**The task:** Only the lines that include "FolderSummary" should be copied from the data below.

**Material for this exercise:**
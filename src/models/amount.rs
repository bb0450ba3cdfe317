//! Amount type for quantities, prices and totals
//!
//! Ledger values are plain decimal numbers (half units and half days are
//! common), so `Amount` wraps an `f64`. The one guarantee it adds is that it
//! is always finite: anything that is not a usable number when read from a
//! document, or that overflows during arithmetic, collapses to zero.

use serde::{Deserialize, Deserializer, Serialize};
use serde_json::Value;
use std::fmt;
use std::iter::Sum;
use std::ops::{Add, AddAssign, Div, Mul, Neg, Sub};

/// A finite decimal amount
#[derive(Debug, Clone, Copy, PartialEq, PartialOrd, Serialize, Default)]
#[serde(transparent)]
pub struct Amount(f64);

impl Amount {
    /// Create an amount, coercing non-finite input to zero
    pub fn new(value: f64) -> Self {
        if value.is_finite() {
            Self(value)
        } else {
            Self(0.0)
        }
    }

    /// Create a zero amount
    pub const fn zero() -> Self {
        Self(0.0)
    }

    /// Get the raw value
    pub const fn value(&self) -> f64 {
        self.0
    }

    /// Check if the amount is zero
    pub fn is_zero(&self) -> bool {
        self.0 == 0.0
    }

    /// Check if the amount is positive
    pub fn is_positive(&self) -> bool {
        self.0 > 0.0
    }

    /// Check if the amount is negative
    pub fn is_negative(&self) -> bool {
        self.0 < 0.0
    }

    /// Parse user input leniently
    ///
    /// Accepts "10", "10.5", "  3 ", and the comma decimal separator "10,5".
    /// Anything else becomes zero, mirroring how the ledger treats bad input.
    pub fn parse_lenient(s: &str) -> Self {
        let s = s.trim().replace(',', ".");
        s.parse::<f64>().map(Self::new).unwrap_or_default()
    }

    /// Coerce an arbitrary JSON value to an amount
    ///
    /// Numbers pass through, numeric strings are parsed, booleans become 1/0
    /// and everything else is zero.
    pub fn from_value(value: &Value) -> Self {
        match value {
            Value::Number(n) => n.as_f64().map(Self::new).unwrap_or_default(),
            Value::String(s) => {
                let trimmed = s.trim();
                if trimmed.is_empty() {
                    Self::zero()
                } else {
                    trimmed.parse::<f64>().map(Self::new).unwrap_or_default()
                }
            }
            Value::Bool(true) => Self(1.0),
            _ => Self::zero(),
        }
    }
}

impl<'de> Deserialize<'de> for Amount {
    fn deserialize<D>(deserializer: D) -> Result<Self, D::Error>
    where
        D: Deserializer<'de>,
    {
        let value = Value::deserialize(deserializer)?;
        Ok(Self::from_value(&value))
    }
}

impl From<f64> for Amount {
    fn from(value: f64) -> Self {
        Self::new(value)
    }
}

impl From<i64> for Amount {
    fn from(value: i64) -> Self {
        Self::new(value as f64)
    }
}

impl fmt::Display for Amount {
    fn fmt(&self, f: &mut fmt::Formatter<'_>) -> fmt::Result {
        if self.0.fract() == 0.0 {
            write!(f, "{:.0}", self.0)
        } else {
            write!(f, "{}", self.0)
        }
    }
}

impl Add for Amount {
    type Output = Self;

    fn add(self, other: Self) -> Self {
        Self::new(self.0 + other.0)
    }
}

impl AddAssign for Amount {
    fn add_assign(&mut self, other: Self) {
        *self = *self + other;
    }
}

impl Sub for Amount {
    type Output = Self;

    fn sub(self, other: Self) -> Self {
        Self::new(self.0 - other.0)
    }
}

impl Mul for Amount {
    type Output = Self;

    fn mul(self, other: Self) -> Self {
        Self::new(self.0 * other.0)
    }
}

/// Division by zero yields zero rather than infinity.
impl Div for Amount {
    type Output = Self;

    fn div(self, other: Self) -> Self {
        if other.is_zero() {
            Self::zero()
        } else {
            Self::new(self.0 / other.0)
        }
    }
}

impl Neg for Amount {
    type Output = Self;

    fn neg(self) -> Self {
        Self(-self.0)
    }
}

impl Sum for Amount {
    fn sum<I: Iterator<Item = Self>>(iter: I) -> Self {
        iter.fold(Amount::zero(), |acc, a| acc + a)
    }
}
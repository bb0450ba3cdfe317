//! Diagnostic logging setup

use std::sync::Once;

use tracing_subscriber::{fmt, EnvFilter};

static TRACING_INIT: Once = Once::new();

/// Default filter when `RUST_LOG` is unset
const DEFAULT_DIRECTIVE: &str = "fincalc=warn";

/// Initializes the global tracing subscriber, writing to stderr
///
/// Safe to call more than once; only the first call installs a subscriber.
pub fn init_tracing() {
    TRACING_INIT.call_once(|| {
        let filter = EnvFilter::try_from_default_env()
            .unwrap_or_else(|_| EnvFilter::new(DEFAULT_DIRECTIVE));

        let _ = fmt()
            .with_env_filter(filter)
            .with_writer(std::io::stderr)
            .with_target(false)
            .try_init();
    });
}
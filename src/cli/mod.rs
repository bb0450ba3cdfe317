//! CLI command handlers
//!
//! This module contains the implementation of CLI commands,
//! bridging the clap argument parsing with the service layer.

pub mod expense;
pub mod export;
pub mod folder;
pub mod history;
pub mod import;
pub mod item;
pub mod settings;

pub use expense::{handle_expense_command, ExpenseCommands};
pub use export::{handle_export_command, ExportArgs, ExportFormat};
pub use folder::{handle_folder_command, handle_job_command, FolderCommands, JobCommands};
pub use history::{handle_history_command, HistoryCommands};
pub use import::{handle_import_command, ImportArgs};
pub use item::{handle_item_command, ItemCommands};
pub use settings::{handle_settings_command, SettingsCommands};
impl<'a> ArchiveService<'a> {
    /// Create a new archive service
    pub fn new(storage: &'a Storage) -> Self {
        Self { storage }
    }

    /// Find a folder by ID or name (case-insensitive)
    pub fn find_folder(&self, identifier: &str) -> FincalcResult<Option<Folder>> {
        self.storage.ledger.read(|doc| {
            doc.find_folder(identifier)
                .or_else(|| {
                    let id = super::match_id(doc.folders.iter().map(|f| f.id.as_str()), identifier)?;
                    doc.folders.iter().find(|f| f.id.as_str() == id)
                })
                .cloned()
        })
    }

    /// Resolve a folder identifier to its ID, failing if it does not exist
    pub fn resolve_folder(&self, identifier: &str) -> FincalcResult<FolderId> {
        self.find_folder(identifier)?
            .map(|f| f.id)
            .ok_or_else(|| FincalcError::folder_not_found(identifier))
    }

    /// Resolve a full or unambiguous partial job ID within a folder
    pub fn resolve_job(&self, folder_id: &FolderId, identifier: &str) -> FincalcResult<JobId> {
        self.storage
            .ledger
            .read(|doc| {
                doc.folder(folder_id).and_then(|folder| {
                    super::match_id(folder.jobs.iter().map(|j| j.id.as_str()), identifier)
                        .map(JobId::from_string)
                })
            })?
            .ok_or_else(|| FincalcError::job_not_found(identifier))
    }

    /// All folders, with job summaries recomputed
    pub fn list(&self) -> FincalcResult<Vec<FolderSummary>> {
        self.storage.ledger.read(|doc| {
            doc.folders
                .iter()
                .cloned()
                .map(|mut folder| {
                    refresh_job_summaries(&mut folder);
                    let net_balance = folder.jobs.iter().map(|j| j.summary.net_balance()).sum();
                    FolderSummary { folder, net_balance }
                })
                .collect()
        })
    }

    /// Get a folder with its job summaries recomputed
    pub fn get(&self, folder_id: &FolderId) -> FincalcResult<Folder> {
        let mut folder = self
            .storage
            .ledger
            .read(|doc| doc.folder(folder_id).cloned())?
            .ok_or_else(|| FincalcError::folder_not_found(folder_id.as_str()))?;
        refresh_job_summaries(&mut folder);
        Ok(folder)
    }

    /// Create a folder
    pub fn create_folder(&self, name: &str) -> FincalcResult<Folder> {
        let folder = self.storage.ledger.mutate(|doc| create_folder(doc, name))?;

        info!(id = %folder.id, name = %folder.name, "folder created");
        self.storage.log_create(
            EntityType::Folder,
            folder.id.as_str(),
            Some(folder.name.clone()),
            &folder,
        );
        Ok(folder)
    }

    /// Archive the live ledger as a job
    pub fn archive_ledger(&self, folder_id: &FolderId, job_name: &str) -> FincalcResult<Job> {
        let job = self
            .storage
            .ledger
            .mutate(|doc| archive_ledger(doc, folder_id, job_name))?;
        self.log_job_created(&job);
        Ok(job)
    }

    /// Archive one live item as a job
    pub fn archive_item(&self, folder_id: &FolderId, item_id: &ItemId) -> FincalcResult<Job> {
        let job = self
            .storage
            .ledger
            .mutate(|doc| archive_item(doc, folder_id, item_id))?;
        self.log_job_created(&job);
        Ok(job)
    }

    fn log_job_created(&self, job: &Job) {
        info!(id = %job.id, items = job.items.len(), expenses = job.expenses.len(), "job archived");
        self.storage
            .log_create(EntityType::Job, job.id.as_str(), Some(job.name.clone()), job);
    }

    /// Insert copies of a job's lines into the live ledger
    pub fn insert_job(&self, folder_id: &FolderId, job_id: &JobId) -> FincalcResult<(usize, usize)> {
        let counts = self
            .storage
            .ledger
            .mutate(|doc| insert_job(doc, folder_id, job_id))?;

        self.storage.log_update(
            EntityType::Ledger,
            "ledger",
            None,
            &serde_json::Value::Null,
            &serde_json::json!({ "fromJob": job_id, "items": counts.0, "expenses": counts.1 }),
            Some(format!("inserted {} items, {} expenses from job", counts.0, counts.1)),
        );
        Ok(counts)
    }

    /// Delete a folder and its jobs
    pub fn delete_folder(&self, folder_id: &FolderId) -> FincalcResult<Folder> {
        let folder = self
            .storage
            .ledger
            .mutate(|doc| delete_folder(doc, folder_id))?;

        self.storage.log_delete(
            EntityType::Folder,
            folder.id.as_str(),
            Some(folder.name.clone()),
            &folder,
        );
        Ok(folder)
    }

    /// Delete one job
    pub fn delete_job(&self, folder_id: &FolderId, job_id: &JobId) -> FincalcResult<Job> {
        let job = self
            .storage
            .ledger
            .mutate(|doc| delete_job(doc, folder_id, job_id))?;

        self.storage
            .log_delete(EntityType::Job, job.id.as_str(), Some(job.name.clone()), &job);
        Ok(job)
    }
}
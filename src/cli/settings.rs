//! Settings CLI commands

use clap::Subcommand;

use crate::error::FincalcResult;
use crate::models::Amount;
use crate::services::LedgerService;
use crate::storage::Storage;

/// Settings subcommands
#[derive(Subcommand)]
pub enum SettingsCommands {
    /// Show current settings
    Show,
    /// Set the exchange rate (ARS per USD)
    Rate {
        /// Rate, e.g. 350 or 350,5
        rate: String,
    },
    /// Show totals in USD as well
    UsdOn,
    /// Show totals in ARS only
    UsdOff,
}

/// Handle a settings command
pub fn handle_settings_command(storage: &Storage, cmd: SettingsCommands) -> FincalcResult<()> {
    let service = LedgerService::new(storage);

    let settings = match cmd {
        SettingsCommands::Show => service.settings()?,
        SettingsCommands::Rate { rate } => service.set_exchange_rate(Amount::parse_lenient(&rate))?,
        SettingsCommands::UsdOn => service.set_show_usd(true)?,
        SettingsCommands::UsdOff => service.set_show_usd(false)?,
    };

    println!("Exchange rate: {} ARS/USD", settings.exchange_rate);
    println!("Show USD:      {}", if settings.show_usd { "yes" } else { "no" });
    Ok(())
}
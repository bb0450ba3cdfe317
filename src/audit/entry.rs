//! Audit entry data structures
//!
//! Defines what an audit log line records: when, which operation, on which
//! ledger entity, and the entity's state around the change.

use chrono::{DateTime, Utc};
use serde::{Deserialize, Serialize};

use super::diff::generate_diff;

/// Types of operations that can be audited
#[derive(Debug, Clone, Copy, PartialEq, Eq, Serialize, Deserialize)]
#[serde(rename_all = "lowercase")]
pub enum Operation {
    /// Entity was created
    Create,
    /// Entity was updated
    Update,
    /// Entity was deleted
    Delete,
    /// Data was brought in from an external document
    Import,
}

impl std::fmt::Display for Operation {
    fn fmt(&self, f: &mut std::fmt::Formatter<'_>) -> std::fmt::Result {
        match self {
            Operation::Create => write!(f, "CREATE"),
            Operation::Update => write!(f, "UPDATE"),
            Operation::Delete => write!(f, "DELETE"),
            Operation::Import => write!(f, "IMPORT"),
        }
    }
}

/// Types of entities that can be audited
#[derive(Debug, Clone, Copy, PartialEq, Eq, Serialize, Deserialize)]
#[serde(rename_all = "snake_case")]
pub enum EntityType {
    Item,
    Expense,
    Folder,
    Job,
    HistorySnapshot,
    Settings,
    /// The live ledger as a whole (bulk loads, resets, imports)
    Ledger,
}

impl std::fmt::Display for EntityType {
    fn fmt(&self, f: &mut std::fmt::Formatter<'_>) -> std::fmt::Result {
        match self {
            EntityType::Item => write!(f, "Item"),
            EntityType::Expense => write!(f, "Expense"),
            EntityType::Folder => write!(f, "Folder"),
            EntityType::Job => write!(f, "Job"),
            EntityType::HistorySnapshot => write!(f, "HistorySnapshot"),
            EntityType::Settings => write!(f, "Settings"),
            EntityType::Ledger => write!(f, "Ledger"),
        }
    }
}

/// A single audit log entry
#[derive(Debug, Clone, Serialize, Deserialize)]
pub struct AuditEntry {
    /// When the operation occurred (UTC)
    pub timestamp: DateTime<Utc>,

    /// Type of operation performed
    pub operation: Operation,

    /// Type of entity affected
    pub entity_type: EntityType,

    /// ID of the affected entity (month key for history snapshots)
    pub entity_id: String,

    /// Human-readable label (description, folder or job name)
    #[serde(skip_serializing_if = "Option::is_none")]
    pub entity_name: Option<String>,

    /// Entity state before the operation (updates/deletes)
    #[serde(skip_serializing_if = "Option::is_none")]
    pub before: Option<serde_json::Value>,

    /// Entity state after the operation (creates/updates/imports)
    #[serde(skip_serializing_if = "Option::is_none")]
    pub after: Option<serde_json::Value>,

    /// Human-readable change summary
    #[serde(skip_serializing_if = "Option::is_none")]
    pub diff_summary: Option<String>,
}

impl AuditEntry {
    fn build(
        operation: Operation,
        entity_type: EntityType,
        entity_id: String,
        entity_name: Option<String>,
    ) -> Self {
        Self {
            timestamp: Utc::now(),
            operation,
            entity_type,
            entity_id,
            entity_name,
            before: None,
            after: None,
            diff_summary: None,
        }
    }

    /// Entry for a create operation
    pub fn create<T: Serialize>(
        entity_type: EntityType,
        entity_id: impl Into<String>,
        entity_name: Option<String>,
        entity: &T,
    ) -> Self {
        Self {
            after: serde_json::to_value(entity).ok(),
            ..Self::build(Operation::Create, entity_type, entity_id.into(), entity_name)
        }
    }

    /// Entry for an update operation
    pub fn update<T: Serialize>(
        entity_type: EntityType,
        entity_id: impl Into<String>,
        entity_name: Option<String>,
        before: &T,
        after: &T,
        diff_summary: Option<String>,
    ) -> Self {
        let before = serde_json::to_value(before).ok();
        let after = serde_json::to_value(after).ok();
        let diff_summary = diff_summary.or_else(|| match (&before, &after) {
            (Some(b), Some(a)) => generate_diff(b, a),
            _ => None,
        });

        Self {
            before,
            after,
            diff_summary,
            ..Self::build(Operation::Update, entity_type, entity_id.into(), entity_name)
        }
    }

    /// Entry for a delete operation
    pub fn delete<T: Serialize>(
        entity_type: EntityType,
        entity_id: impl Into<String>,
        entity_name: Option<String>,
        entity: &T,
    ) -> Self {
        Self {
            before: serde_json::to_value(entity).ok(),
            ..Self::build(Operation::Delete, entity_type, entity_id.into(), entity_name)
        }
    }

    /// Entry for an import; only a summary is kept, not the payload
    pub fn import(entity_id: impl Into<String>, summary: impl Into<String>) -> Self {
        Self {
            diff_summary: Some(summary.into()),
            ..Self::build(Operation::Import, EntityType::Ledger, entity_id.into(), None)
        }
    }

    /// Format the entry for human-readable output
    pub fn format_human_readable(&self) -> String {
        let mut output = format!(
            "[{}] {} {} {}",
            self.timestamp.format("%Y-%m-%d %H:%M:%S UTC"),
            self.operation,
            self.entity_type,
            self.entity_id
        );

        if let Some(name) = &self.entity_name {
            output.push_str(&format!(" ({})", name));
        }

        if let Some(diff) = &self.diff_summary {
            output.push_str(&format!("\n  Changes: {}", diff));
        }

        output
    }
}
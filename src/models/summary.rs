//! Summary model
//!
//! A summary is the derived totals of an items/expenses pair. Stored
//! summaries inside jobs and history entries are a cache: they are rewritten
//! from the stored lines whenever they are read for display.

use serde::{Deserialize, Serialize};

use super::amount::Amount;

/// Derived totals for a set of items and expenses
///
/// The net balance is always `subtotal - total_expenses`; a stored
/// `netBalance` is ignored on read.
#[derive(Debug, Clone, Copy, PartialEq, Serialize, Deserialize, Default)]
#[serde(rename_all = "camelCase", from = "StoredSummary")]
pub struct Summary {
    subtotal: Amount,
    total_expenses: Amount,
    net_balance: Amount,
}

/// On-disk form of a summary
#[derive(Deserialize)]
#[serde(rename_all = "camelCase")]
struct StoredSummary {
    #[serde(default)]
    subtotal: Amount,
    #[serde(default)]
    total_expenses: Amount,
}

impl From<StoredSummary> for Summary {
    fn from(stored: StoredSummary) -> Self {
        Self::new(stored.subtotal, stored.total_expenses)
    }
}

impl Summary {
    /// Build a summary from its two inputs; the net balance is always derived
    pub fn new(subtotal: Amount, total_expenses: Amount) -> Self {
        Self {
            subtotal,
            total_expenses,
            net_balance: subtotal - total_expenses,
        }
    }

    /// Sum of all line totals
    pub fn subtotal(&self) -> Amount {
        self.subtotal
    }

    /// Sum of all expense totals
    pub fn total_expenses(&self) -> Amount {
        self.total_expenses
    }

    /// `subtotal - total_expenses`
    pub fn net_balance(&self) -> Amount {
        self.net_balance
    }

    /// Convert every total by dividing by an exchange rate
    ///
    /// Returns `None` when the rate is not positive.
    pub fn converted(&self, rate: Amount) -> Option<Self> {
        if !rate.is_positive() {
            return None;
        }
        Some(Self::new(self.subtotal / rate, self.total_expenses / rate))
    }
}

#[cfg(test)]
mod tests {
    use super::*;

    #[test]
    fn test_net_balance_is_derived() {
        let summary = Summary::new(Amount::from(200.0), Amount::from(50.0));
        assert_eq!(summary.net_balance().value(), 150.0);
    }

    #[test]
    fn test_default_is_zero() {
        let summary = Summary::default();
        assert!(summary.subtotal().is_zero());
        assert!(summary.total_expenses().is_zero());
        assert!(summary.net_balance().is_zero());
    }

    #[test]
    fn test_converted() {
        let summary = Summary::new(Amount::from(700.0), Amount::from(350.0));
        let usd = summary.converted(Amount::from(350.0)).unwrap();

        assert_eq!(usd.subtotal().value(), 2.0);
        assert_eq!(usd.total_expenses().value(), 1.0);
        assert_eq!(usd.net_balance().value(), 1.0);

        assert!(summary.converted(Amount::zero()).is_none());
        assert!(summary.converted(Amount::from(-1.0)).is_none());
    }

    #[test]
    fn test_serialization_shape() {
        let summary = Summary::new(Amount::from(10.0), Amount::from(4.0));
        let json = serde_json::to_value(summary).unwrap();
        assert_eq!(json["subtotal"], 10.0);
        assert_eq!(json["totalExpenses"], 4.0);
        assert_eq!(json["netBalance"], 6.0);
    }

    #[test]
    fn test_stored_net_balance_is_rederived() {
        let summary: Summary = serde_json::from_str(
            r#"{"subtotal": 200, "totalExpenses": 50, "netBalance": 999}"#,
        )
        .unwrap();
        assert_eq!(summary.net_balance().value(), 150.0);

        let json = serde_json::to_value(summary).unwrap();
        assert_eq!(json["netBalance"], 150.0);
    }
}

**Result of the exercise:**
    pub fn list(&self) -> FincalcResult<Vec<FolderSummary>> {
                    FolderSummary { folder, net_balance }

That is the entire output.